VeriSign Inc will today unveil a suite of hosted services it says will help connect voice over IP deployments to each other over the internet, bypassing the PSTN and helping VoIP-using organizations reduce costs.
The company is currently testing the services, named IP Connect, which it says allow VoIP to travel over the internet all the way to its destination, rather than jumping off onto the PSTN, where call charges are incurred.
The core of the offering is Network Routing Directory, another directory service based on VeriSign’s Advanced Transaction Lookup and Signaling software (ATLAS), which also runs the .com and .net domain names and VeriSign’s SS7 voice signaling service.
The NRD will accept incoming telephone numbers using ENUM, the domain name system-based standard, session initiation protocol (SIP) INVITEs, and SS7, and return the IP addresses of the corresponding telephones.
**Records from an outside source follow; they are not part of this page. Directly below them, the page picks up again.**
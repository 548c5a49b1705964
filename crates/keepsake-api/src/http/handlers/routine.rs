//! Routines document endpoints.
//!
//! - GET  /api/routines - the whole routines list
//! - POST /api/routines - replace the routines list

use axum::Json;
use axum::extract::State;
use serde_json::{Value, json};

use keepsake_core::store::RecordStore;
use keepsake_types::profile::Routine;

use crate::http::error::AppError;
use crate::state::AppState;

/// GET /api/routines
pub async fn get_routines(State(state): State<AppState>) -> Result<Json<Vec<Routine>>, AppError> {
    let routines = state.store.load_routines().await?;
    Ok(Json(routines))
}

/// POST /api/routines
pub async fn update_routines(
    State(state): State<AppState>,
    Json(routines): Json<Vec<Routine>>,
) -> Result<Json<Value>, AppError> {
    state.store.save_routines(&routines).await?;
    Ok(Json(json!({ "status": "success", "routines": routines })))
}
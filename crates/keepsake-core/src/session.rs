//! In-process session registry.
//!
//! One [`SessionState`] per caller-supplied session identifier, created
//! lazily on first chat call and kept for process lifetime. Each session is
//! guarded by its own `tokio::sync::Mutex`: the chat flow holds the lock for
//! the whole turn, so requests for the same session serialize while distinct
//! sessions proceed concurrently.

use std::sync::Arc;

use dashmap::DashMap;
use tokio::sync::Mutex;

use keepsake_types::chat::Turn;

use crate::mention::MentionTable;

/// Session identifier used when the caller does not supply one.
pub const DEFAULT_SESSION_ID: &str = "default";

/// Mutable per-session state: the ordered conversation and mention counters.
#[derive(Debug, Default)]
pub struct SessionState {
    /// Authoritative conversation history, sent verbatim to the backend.
    pub turns: Vec<Turn>,
    pub mentions: MentionTable,
}

impl SessionState {
    /// Whether the priming turn pair has been seeded.
    pub fn is_bootstrapped(&self) -> bool {
        !self.turns.is_empty()
    }
}

/// Registry of live sessions keyed by session identifier.
///
/// No eviction: sessions accumulate for the life of the process.
#[derive(Debug, Default)]
pub struct SessionRegistry {
    sessions: DashMap<String, Arc<Mutex<SessionState>>>,
}

impl SessionRegistry {
    pub fn new() -> Self {
        Self::default()
    }

    /// Fetch the session for an identifier, creating it on first use.
    pub fn get_or_create(&self, session_id: &str) -> Arc<Mutex<SessionState>> {
        self.sessions
            .entry(session_id.to_string())
            .or_insert_with(Default::default)
            .clone()
    }

    pub fn contains(&self, session_id: &str) -> bool {
        self.sessions.contains_key(session_id)
    }

    pub fn len(&self) -> usize {
        self.sessions.len()
    }

    pub fn is_empty(&self) -> bool {
        self.sessions.is_empty()
    }
}

#[cfg(test)]
mod tests {
    use super::*;

    #[tokio::test]
    async fn test_lazy_creation() {
        let registry = SessionRegistry::new();
        assert!(!registry.contains("s1"));

        let session = registry.get_or_create("s1");
        assert!(registry.contains("s1"));
        assert!(!session.lock().await.is_bootstrapped());
    }

    #[tokio::test]
    async fn test_same_id_returns_same_session() {
        let registry = SessionRegistry::new();
        let first = registry.get_or_create("s1");
        first.lock().await.turns.push(Turn::user("hello"));

        let second = registry.get_or_create("s1");
        assert_eq!(second.lock().await.turns.len(), 1);
        assert_eq!(registry.len(), 1);
    }

    #[tokio::test]
    async fn test_distinct_ids_are_isolated() {
        let registry = SessionRegistry::new();
        let one = registry.get_or_create("s1");
        one.lock().await.turns.push(Turn::user("hello"));

        let other = registry.get_or_create("s2");
        assert!(other.lock().await.turns.is_empty());
        assert_eq!(registry.len(), 2);
    }
}
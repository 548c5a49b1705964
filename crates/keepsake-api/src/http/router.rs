//! Axum router configuration with middleware.
//!
//! All JSON routes are under `/api/`. Middleware: permissive CORS, tracing.
//! Uploaded blobs are served from `/uploads/`. If `KEEPSAKE_WEB_DIR` points
//! at an existing directory, the frontend is served from it, with API routes
//! taking priority and unknown paths falling through to its `index.html`.

use axum::Router;
use axum::routing::{get, post};
use tower_http::cors::{Any, CorsLayer};
use tower_http::services::{ServeDir, ServeFile};
use tower_http::trace::TraceLayer;

use keepsake_infra::storage::uploads::uploads_dir;

use crate::http::handlers;
use crate::state::AppState;

/// Build the complete API router with all routes and middleware.
pub fn build_router(state: AppState) -> Router {
    let cors = CorsLayer::new()
        .allow_origin(Any)
        .allow_methods(Any)
        .allow_headers(Any);

    let api_routes = Router::new()
        // Chat
        .route("/chat", post(handlers::chat::chat))
        .route("/save-chat", post(handlers::chat::save_chat))
        // Memory document
        .route(
            "/memories",
            get(handlers::memory::get_memories).post(handlers::memory::replace_memories),
        )
        .route(
            "/memories/merge",
            post(handlers::memory::merge_extracted),
        )
        .route(
            "/save-memory-from-chat",
            post(handlers::memory::save_memory_from_chat),
        )
        // Personal records
        .route(
            "/profile",
            get(handlers::profile::get_profile).post(handlers::profile::update_profile),
        )
        .route(
            "/routines",
            get(handlers::routine::get_routines).post(handlers::routine::update_routines),
        )
        .route(
            "/family",
            get(handlers::family::get_family).post(handlers::family::update_family),
        )
        .route(
            "/notes",
            get(handlers::note::get_notes).post(handlers::note::post_notes),
        )
        // Uploads
        .route("/upload", post(handlers::upload::upload));

    let mut router = Router::new()
        .nest("/api", api_routes)
        .nest_service("/uploads", ServeDir::new(uploads_dir(&state.data_dir)))
        .route("/health", get(health_check))
        .layer(cors)
        .layer(TraceLayer::new_for_http())
        .with_state(state);

    // Serve the frontend from disk if the directory exists. API routes and
    // /health take priority; unknown paths fall through to index.html.
    let web_dir = std::env::var("KEEPSAKE_WEB_DIR").unwrap_or_else(|_| "web".to_string());
    if std::path::Path::new(&web_dir).exists() {
        let index_path = format!("{web_dir}/index.html");
        let serve_dir = ServeDir::new(&web_dir).fallback(ServeFile::new(index_path));
        router = router.fallback_service(serve_dir);
        tracing::info!(path = %web_dir, "static file serving enabled");
    }

    router
}

/// GET /health - simple liveness check.
async fn health_check() -> axum::Json<serde_json::Value> {
    axum::Json(serde_json::json!({
        "status": "ok",
        "version": env!("CARGO_PKG_VERSION"),
    }))
}
//! Upload-blob storage.
//!
//! Uploaded files land under `uploads/` in the data directory, prefixed with
//! a fresh UUID so original names can never collide or overwrite each other.

use std::io;
use std::path::{Path, PathBuf};

use uuid::Uuid;

/// Directory holding uploaded blobs.
pub fn uploads_dir(data_dir: &Path) -> PathBuf {
    data_dir.join("uploads")
}

/// Store an uploaded blob and return its stored file name.
pub async fn store_upload(
    data_dir: &Path,
    original_name: &str,
    bytes: &[u8],
) -> io::Result<String> {
    let dir = uploads_dir(data_dir);
    tokio::fs::create_dir_all(&dir).await?;

    let stored_name = format!("{}_{}", Uuid::new_v4(), original_name);
    tokio::fs::write(dir.join(&stored_name), bytes).await?;
    Ok(stored_name)
}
If I have an IP PBX and you have an IP PBX, we can talk without using the PSTN at all, said VP of VoIP services Tom Kershaw, describing how the company thinks its product can bridge the VoIP islands.
The firm says that in current VoIP deployments, organizations are limited to employing IP only on networks they control, and have to travel on the regular telephone system, even to reach other VoIP users.
All these islands, all these enterprise islands, all these carrier islands, can now go through this directory, Kershaw said. Obviously, we will be peering with other directories as they get launched, but to my knowledge we’re the first.
The services require some work to be done at the PBX, to support the directory services, as well as a VeriSign gateway security appliance designed for VoIP traffic, Kershaw said.
The company does not have a go-live date for the service, and has yet to announce pricing, although it has been decided to offer various tiers of subscription. Internap Networks Services Inc has been named as the first test customer.
VoIP is rapidly becoming a reality in the US, with a handful of startups commanding user bases in the hundreds of thousands and most of the major ISPs, cable operators and carriers planning or already offering their own services.